We arrive at the food court. I’m pushing a cart, attending to two small, needy children and holding two hot dogs, a slice of pizza, two empty cups, and an ice cream bar (you’ve got to try them, they’re amazing!). I rudely avoid offering ketchup for Kiera’s hot dog and head straight for the drinks. After we’re seated (Kiera across from me, Elias on my lap), we proceed to pig out. In between bites of pizza, I tear off small bites of hot dog for Elias. Suddenly, Kiera notices that ice cream bar in front of her. Simultaneously, Elias realizes he can grab my Diet Coke, pizza, and ice cream bar instead of patiently waiting for me to allocate his hot dog. Like the world’s fastest chess player, I continuously shuffle said food items out of the reach of four quick, little hands. My hand attempts to mute the dinosaur throughout the incessant wails. His 5 sharp teeth don't like this one bit. It’s a losing battle. Once Kiera has completely ditched her hot dog (which has been strangled like an old tube of toothpaste) and Elias has commenced beating his hot dog like a drum set, I surrender. As they say here, I “up and went.” The floor was a “yard sale” – stuff everywhere. Our clothes were canvasses displaying food art. My resolve was weakened. My pride was shattered. Any attempt at being the cool dad with his cute kids in tow was lost. As I glanced at those staring at me, I knew what they were thinking. “Where is their mother?”

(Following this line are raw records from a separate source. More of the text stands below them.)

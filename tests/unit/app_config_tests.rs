/*!
 * Tests for application configuration functionality
 */

use eventdesk::app_config::{Config, GenerationProvider, LogLevel, ReportStyle};
use eventdesk::providers::build_provider;

use crate::common::create_temp_dir;

#[test]
fn test_defaultConfig_shouldUseOllamaAndCalibri() {
    let config = Config::default();

    assert_eq!(config.generation.provider, GenerationProvider::Ollama);
    assert_eq!(config.log_level, LogLevel::Info);
    assert_eq!(config.report.output_dir, "reports");
    assert_eq!(
        config.report.style,
        ReportStyle {
            font_family: "Calibri".to_string(),
            body_size_pt: 11,
            title_size_pt: 16,
            heading_size_pt: 13,
            spacing_after_twips: 200,
        }
    );
    assert!(config.validate().is_ok());
}

#[test]
fn test_loadOrCreate_missingFile_shouldWriteDefaultsOnce() {
    let dir = create_temp_dir().unwrap();
    let path = dir.path().join("conf.json");

    let (_, created) = Config::load_or_create(&path).unwrap();
    assert!(created);
    assert!(path.exists());

    let (config, created) = Config::load_or_create(&path).unwrap();
    assert!(!created);
    assert_eq!(config.generation.get_model(), "llama3.2:3b");
}

#[test]
fn test_loadOrCreate_partialFile_shouldFillDefaults() {
    let dir = create_temp_dir().unwrap();
    let path = dir.path().join("conf.json");
    std::fs::write(
        &path,
        r#"{ "database_path": "/tmp/events.db", "generation": { "provider": "lmstudio" }, "log_level": "debug" }"#,
    )
    .unwrap();

    let (config, _) = Config::load_or_create(&path).unwrap();

    assert_eq!(config.database_path.as_deref(), Some("/tmp/events.db"));
    assert_eq!(config.generation.provider, GenerationProvider::LMStudio);
    assert_eq!(config.generation.get_endpoint(), "http://localhost:1234/v1");
    assert_eq!(config.log_level, LogLevel::Debug);
    assert_eq!(config.report.style.font_family, "Calibri");
}

#[test]
fn test_validate_withInvalidValues_shouldReject() {
    let mut config = Config::default();
    config.generation.provider = GenerationProvider::OpenAI;
    assert!(config.validate().is_err());

    let mut config = Config::default();
    config.generation.common.temperature = 2.5;
    assert!(config.validate().is_err());

    let mut config = Config::default();
    config.generation.common.max_tokens = 0;
    assert!(config.validate().is_err());

    let mut config = Config::default();
    config.report.style.heading_size_pt = 0;
    assert!(config.validate().is_err());
}

#[test]
fn test_setModel_shouldOnlyChangeActiveProvider() {
    let mut config = Config::default();
    config.generation.provider = GenerationProvider::Anthropic;
    config.generation.set_model("claude-sonnet-4-0");

    assert_eq!(config.generation.get_model(), "claude-sonnet-4-0");
    config.generation.provider = GenerationProvider::OpenAI;
    assert_eq!(config.generation.get_model(), "gpt-4o-mini");
}

#[test]
fn test_resolveStorageDir_withoutSetting_shouldSitNextToDatabase() {
    let config = Config {
        database_path: Some("/var/lib/eventdesk/events.db".to_string()),
        ..Config::default()
    };
    assert_eq!(
        config.resolve_storage_dir().unwrap(),
        std::path::PathBuf::from("/var/lib/eventdesk/documents")
    );
}

#[test]
fn test_buildProvider_shouldFollowConfiguredType() {
    let mut config = Config::default();
    assert_eq!(build_provider(&config.generation).unwrap().name(), "Ollama");

    config.generation.provider = GenerationProvider::LMStudio;
    assert_eq!(build_provider(&config.generation).unwrap().name(), "LM Studio");
}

We headed for the exit where I’d soon see the minivan, the chariot that would soon deliver us to the cave of solace (home). I put Kiera in the cart and held Elias on my sweat, slobber, spit-up, hot dog covered arm. Once in my arms I remembered how blessed I am to care for these children. He too was thankful. Once he was held, he gave me the gift of silence…and then I smelled that faint, foul smell emanating from his diaper - another token of his appreciation.